//! Variable configuration, loaded from a JSON file.

use std::{
    collections::HashMap,
    fs,
    path::{Path, PathBuf},
};

use anyhow::{anyhow, Context, Result};
use serde::Deserialize;

/// Maps variable names to their raster directory and sampling parameters.
#[derive(Debug, Deserialize)]
pub struct Config {
    pub variable: HashMap<String, VariableConfig>,
}

#[derive(Debug, Clone, Deserialize)]
pub struct VariableConfig {
    /// Directory holding this variable's raster files.
    pub dirpath: PathBuf,
    /// Human-readable description of the filename convention. Not parsed.
    #[serde(default)]
    pub filename_mask: Option<String>,
    /// The raster's no-data sentinel, e.g. -9999.
    pub nan_value: f64,
    /// Expected EPSG code of the rasters. When absent, the point set's CRS
    /// is taken as the expectation.
    #[serde(default)]
    pub epsg: Option<u32>,
}

impl Config {
    pub fn load(path: &Path) -> Result<Self> {
        let text = fs::read_to_string(path)
            .with_context(|| format!("Error reading config file `{}`", path.display()))?;
        let config: Config = serde_json::from_str(&text)
            .with_context(|| format!("Error parsing config file `{}`", path.display()))?;
        Ok(config)
    }

    /// Looks up a variable, listing the valid names on failure.
    pub fn variable(&self, name: &str) -> Result<&VariableConfig> {
        self.variable.get(name).ok_or_else(|| {
            anyhow!(
                "Variable `{}` not found in config file. Valid variables are: {}",
                name,
                self.variable_names().join(", ")
            )
        })
    }

    pub fn variable_names(&self) -> Vec<String> {
        let mut names: Vec<String> = self.variable.keys().cloned().collect();
        names.sort();
        names
    }
}

// -- Tests -------------------------------------------------------------------
use crate::value::Value;
use std::collections::BTreeMap;

///
/// Row
///
/// Top-level record of one table row, addressed by field name.
///

#[derive(Clone, Debug, Default, PartialEq)]
pub struct Row {
    fields: Vec<(String, RowValue)>,
}

impl Row {
    #[must_use]
    pub const fn new() -> Self {
        Self { fields: Vec::new() }
    }

    /// Builder-style field assignment; replaces an existing field of the same name.
    #[must_use]
    pub fn with(mut self, name: impl Into<String>, value: impl Into<RowValue>) -> Self {
        self.set(name, value);
        self
    }

    pub fn set(&mut self, name: impl Into<String>, value: impl Into<RowValue>) {
        let name = name.into();
        let value = value.into();

        match self
            .fields
            .iter_mut()
            .find(|(existing, _)| existing.eq_ignore_ascii_case(&name))
        {
            Some(slot) => slot.1 = value,
            None => self.fields.push((name, value)),
        }
    }

    /// Case-insensitive field lookup.
    #[must_use]
    pub fn get(&self, name: &str) -> Option<&RowValue> {
        record_get(&self.fields, name)
    }

    #[must_use]
    pub fn fields(&self) -> &[(String, RowValue)] {
        &self.fields
    }
}

///
/// RowValue
///
/// Value of one field inside a row: a scalar, SQL NULL, a nested record,
/// array, or map, or an untyped JSON document.
///

#[derive(Clone, Debug, PartialEq)]
pub enum RowValue {
    Null,
    Scalar(Value),
    Record(Vec<(String, Self)>),
    Array(Vec<Self>),
    Map(BTreeMap<String, Self>),
    Json(serde_json::Value),
}

impl RowValue {
    #[must_use]
    pub fn record<N: Into<String>, V: Into<Self>>(fields: impl IntoIterator<Item = (N, V)>) -> Self {
        Self::Record(
            fields
                .into_iter()
                .map(|(name, value)| (name.into(), value.into()))
                .collect(),
        )
    }

    #[must_use]
    pub fn array<V: Into<Self>>(items: impl IntoIterator<Item = V>) -> Self {
        Self::Array(items.into_iter().map(Into::into).collect())
    }

    #[must_use]
    pub fn map<K: Into<String>, V: Into<Self>>(entries: impl IntoIterator<Item = (K, V)>) -> Self {
        Self::Map(
            entries
                .into_iter()
                .map(|(key, value)| (key.into(), value.into()))
                .collect(),
        )
    }

    #[must_use]
    pub const fn kind_label(&self) -> &'static str {
        match self {
            Self::Null => "null",
            Self::Scalar(value) => value.kind_label(),
            Self::Record(_) => "record",
            Self::Array(_) => "array",
            Self::Map(_) => "map",
            Self::Json(_) => "json",
        }
    }
}

pub(crate) fn record_get<'a>(fields: &'a [(String, RowValue)], name: &str) -> Option<&'a RowValue> {
    fields
        .iter()
        .find(|(field, _)| field.eq_ignore_ascii_case(name))
        .map(|(_, value)| value)
}

impl From<Value> for RowValue {
    fn from(value: Value) -> Self {
        match value {
            Value::Null => Self::Null,
            other => Self::Scalar(other),
        }
    }
}

impl From<serde_json::Value> for RowValue {
    fn from(value: serde_json::Value) -> Self {
        Self::Json(value)
    }
}

macro_rules! impl_from_scalar {
    ( $( $type:ty ),* $(,)? ) => {
        $(
            impl From<$type> for RowValue {
                fn from(v: $type) -> Self {
                    Self::Scalar(Value::from(v))
                }
            }
        )*
    };
}

impl_from_scalar!(
    bool,
    f32,
    f64,
    i32,
    i64,
    String,
    &str,
    Vec<u8>,
    crate::types::Number,
    crate::types::Timestamp,
);
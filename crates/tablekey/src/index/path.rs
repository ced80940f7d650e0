//! Module: index::path
//! Responsibility: parse index-field paths and resolve them against a table
//! type definition.
//! Does not own: row traversal (see `extract`).

use crate::{
    model::{EnumDef, FieldDef, FieldType, ScalarType, table::find_field},
    types::MAX_TIMESTAMP_PRECISION,
};
use thiserror::Error as ThisError;

const ELEMENTS_SUFFIX: &str = "[]";
const KEYS_STEP: &str = "keys()";
const VALUES_STEP: &str = "values()";

///
/// PathError
///

#[derive(Clone, Debug, Eq, PartialEq, ThisError)]
pub(crate) enum PathError {
    #[error("path is empty")]
    Empty,

    #[error("malformed path segment '{0}'")]
    Malformed(String),

    #[error("unknown field '{0}'")]
    UnknownField(String),

    #[error("{0} field cannot be indexed as a whole")]
    Unnarrowed(&'static str),

    #[error("'{step}' cannot be applied to a {kind} field")]
    InvalidStep { step: String, kind: &'static str },

    #[error("paths inside json require a declared type")]
    MissingJsonType,

    #[error("declared type is only allowed on paths ending inside json")]
    UnexpectedJsonType,

    #[error("enum declares too many symbols")]
    EnumTooLarge,

    #[error("timestamp precision {0} is not supported")]
    TimestampPrecision(u8),
}

///
/// PathStep
///
/// One resolved navigation step. Record field names are stored in their
/// declared spelling; map keys and json member names are case-sensitive.
///

#[derive(Clone, Debug, Eq, Hash, Ord, PartialEq, PartialOrd)]
pub(crate) enum PathStep {
    Field { name: String, nullable: bool },
    Elements,
    /// Fans out once per map entry; `EntryKey`/`EntryValue` project from it.
    MapEntries,
    EntryKey,
    EntryValue,
    MapEntry(String),
    JsonField(String),
    JsonElements,
}

impl PathStep {
    /// Whether this step fans out into zero or more values per input.
    pub(crate) const fn is_multi_valued(&self) -> bool {
        matches!(
            self,
            Self::Elements | Self::MapEntries | Self::JsonElements
        )
    }
}

///
/// ResolvedPath
///
/// Precompiled accessor for one index field.
///

#[derive(Clone, Debug)]
pub(crate) struct ResolvedPath {
    pub(crate) steps: Vec<PathStep>,
    pub(crate) slot: ScalarType,
    pub(crate) ends_in_json: bool,
    pub(crate) enum_def: Option<EnumDef>,
}

enum Token<'a> {
    Name(&'a str),
    Elements,
    Keys,
    Values,
}

impl Token<'_> {
    fn label(&self) -> String {
        match self {
            Self::Name(name) => (*name).to_string(),
            Self::Elements => ELEMENTS_SUFFIX.to_string(),
            Self::Keys => KEYS_STEP.to_string(),
            Self::Values => VALUES_STEP.to_string(),
        }
    }
}

// Position of the walk inside the table's type tree.
#[derive(Clone, Copy)]
enum Node<'a> {
    Record(&'a [FieldDef]),
    Field(&'a FieldType),
    MapKey,
    Json,
}

impl<'a> Node<'a> {
    const fn of(ty: &'a FieldType) -> Self {
        match ty {
            FieldType::Record { fields } => Self::Record(fields.as_slice()),
            FieldType::Json => Self::Json,
            other => Self::Field(other),
        }
    }

    const fn kind(self) -> &'static str {
        match self {
            Self::Record(_) => "record",
            Self::Field(ty) => ty.label(),
            Self::MapKey => "map key",
            Self::Json => "json",
        }
    }
}

fn tokenize(path: &str) -> Result<Vec<Token<'_>>, PathError> {
    if path.trim().is_empty() {
        return Err(PathError::Empty);
    }

    let mut tokens = Vec::new();
    for segment in path.split('.') {
        match segment {
            KEYS_STEP => tokens.push(Token::Keys),
            VALUES_STEP => tokens.push(Token::Values),
            _ => {
                let name_end = segment.find('[').unwrap_or(segment.len());
                let (name, mut suffix) = segment.split_at(name_end);
                let well_formed = !name.is_empty()
                    && !name.contains(['(', ')', ']'])
                    && name.trim() == name;
                if !well_formed {
                    return Err(PathError::Malformed(segment.to_string()));
                }

                tokens.push(Token::Name(name));
                while !suffix.is_empty() {
                    suffix = suffix
                        .strip_prefix(ELEMENTS_SUFFIX)
                        .ok_or_else(|| PathError::Malformed(segment.to_string()))?;
                    tokens.push(Token::Elements);
                }
            }
        }
    }

    Ok(tokens)
}

/// Resolve one index-field path against a table's top-level fields.
///
/// `declared_json` tells whether the index field carries an `AS <type>`
/// declaration; it is required exactly when the path ends inside json.
pub(crate) fn resolve_path(
    fields: &[FieldDef],
    path: &str,
    declared_json: Option<ScalarType>,
) -> Result<ResolvedPath, PathError> {
    let mut node = Node::Record(fields);
    let mut steps = Vec::new();

    for token in tokenize(path)? {
        let (step, next) = match (node, &token) {
            (Node::Record(fields), Token::Name(name)) => {
                let def = find_field(fields, name)
                    .ok_or_else(|| PathError::UnknownField((*name).to_string()))?;
                let step = PathStep::Field {
                    name: def.name.clone(),
                    nullable: def.nullable,
                };
                (step, Node::of(&def.ty))
            }
            (Node::Field(FieldType::Array { element }), Token::Elements) => {
                (PathStep::Elements, Node::of(element))
            }
            // keys() and values() share the entry fan-out so they stay paired
            (Node::Field(FieldType::Map { .. }), Token::Keys) => {
                steps.push(PathStep::MapEntries);
                (PathStep::EntryKey, Node::MapKey)
            }
            (Node::Field(FieldType::Map { value }), Token::Values) => {
                steps.push(PathStep::MapEntries);
                (PathStep::EntryValue, Node::of(value))
            }
            (Node::Field(FieldType::Map { value }), Token::Name(key)) => {
                (PathStep::MapEntry((*key).to_string()), Node::of(value))
            }
            (Node::Json, Token::Name(name)) => (PathStep::JsonField((*name).to_string()), Node::Json),
            (Node::Json, Token::Elements) => (PathStep::JsonElements, Node::Json),
            (node, token) => {
                return Err(PathError::InvalidStep {
                    step: token.label(),
                    kind: node.kind(),
                });
            }
        };

        steps.push(step);
        node = next;
    }

    let (slot, ends_in_json, enum_def) = match node {
        Node::Json => (declared_json.ok_or(PathError::MissingJsonType)?, true, None),
        _ if declared_json.is_some() => return Err(PathError::UnexpectedJsonType),
        Node::MapKey => (ScalarType::Text, false, None),
        Node::Record(_) => return Err(PathError::Unnarrowed("record")),
        Node::Field(ty) => {
            let slot = ty.scalar_type().ok_or(match ty {
                FieldType::Enum(_) => PathError::EnumTooLarge,
                other => PathError::Unnarrowed(other.label()),
            })?;
            if let ScalarType::Timestamp { precision } = slot
                && precision > MAX_TIMESTAMP_PRECISION
            {
                return Err(PathError::TimestampPrecision(precision));
            }
            let enum_def = match ty {
                FieldType::Enum(def) => Some(def.clone()),
                _ => None,
            };
            (slot, false, enum_def)
        }
    };

    Ok(ResolvedPath {
        steps,
        slot,
        ends_in_json,
        enum_def,
    })
}

///
/// TESTS
///

#[cfg(test)]
mod tests {
    use super::*;
    use crate::test_fixtures::people_table;

    fn resolve(path: &str) -> Result<ResolvedPath, PathError> {
        resolve_path(&people_table().fields, path, None)
    }

    fn field(name: &str) -> PathStep {
        PathStep::Field {
            name: name.into(),
            nullable: true,
        }
    }

    #[test]
    fn nested_record_and_array_paths_resolve() {
        let city = resolve("address.city").expect("address.city");
        assert_eq!(city.steps, vec![field("address"), field("city")]);
        assert_eq!(city.slot, ScalarType::Text);

        let tags = resolve("tags[]").expect("tags[]");
        assert_eq!(tags.steps.last(), Some(&PathStep::Elements));
    }

    #[test]
    fn field_names_are_case_insensitive_and_canonicalized() {
        let resolved = resolve("ADDRESS.City").expect("case-insensitive");
        assert_eq!(resolved.steps, vec![field("address"), field("city")]);
    }

    #[test]
    fn map_steps_resolve() {
        let keys = resolve("scores.keys()").expect("keys");
        assert_eq!(keys.slot, ScalarType::Text);
        assert_eq!(keys.steps[1..], [PathStep::MapEntries, PathStep::EntryKey]);

        let values = resolve("scores.values()").expect("values");
        assert_eq!(values.slot, ScalarType::Int);
        assert_eq!(values.steps[1..], [PathStep::MapEntries, PathStep::EntryValue]);

        let entry = resolve("scores.Math").expect("map entry");
        assert_eq!(entry.steps.last(), Some(&PathStep::MapEntry("Math".into())));
    }

    #[test]
    fn field_steps_carry_declared_nullability() {
        let id = resolve("id").expect("id");
        assert_eq!(
            id.steps,
            vec![PathStep::Field {
                name: "id".into(),
                nullable: false,
            }]
        );
    }

    #[test]
    fn json_paths_require_a_declared_type() {
        assert_eq!(resolve("doc.a.b").unwrap_err(), PathError::MissingJsonType);

        let typed = resolve_path(&people_table().fields, "doc.a[].b", Some(ScalarType::Long))
            .expect("typed json path");
        assert!(typed.ends_in_json);
        assert_eq!(typed.slot, ScalarType::Long);
        assert_eq!(
            resolve_path(&people_table().fields, "age", Some(ScalarType::Long)).unwrap_err(),
            PathError::UnexpectedJsonType
        );
    }

    #[test]
    fn whole_collections_and_bad_steps_are_rejected() {
        assert_eq!(resolve("tags").unwrap_err(), PathError::Unnarrowed("array"));
        assert_eq!(resolve("scores").unwrap_err(), PathError::Unnarrowed("map"));
        assert_eq!(resolve("address").unwrap_err(), PathError::Unnarrowed("record"));
        assert!(matches!(resolve("age[]"), Err(PathError::InvalidStep { .. })));
        assert!(matches!(resolve("tags.keys()"), Err(PathError::InvalidStep { .. })));
        assert!(matches!(resolve("scores.keys().x"), Err(PathError::InvalidStep { .. })));
        assert_eq!(resolve("nope").unwrap_err(), PathError::UnknownField("nope".into()));
    }

    #[test]
    fn malformed_segments_are_rejected() {
        for bad in ["", "a..b", "tags[", "tags[]x", "(x)", " age"] {
            assert!(resolve(bad).is_err(), "'{bad}' should be rejected");
        }
    }
}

* _AIM OF THE TASK_
Filter the entries by the string "their" and copy each matching line.

* _ANSWER AREA_
/// Maps variable names to their raster directory and sampling parameters.
/// One resolved navigation step. Record field names are stored in their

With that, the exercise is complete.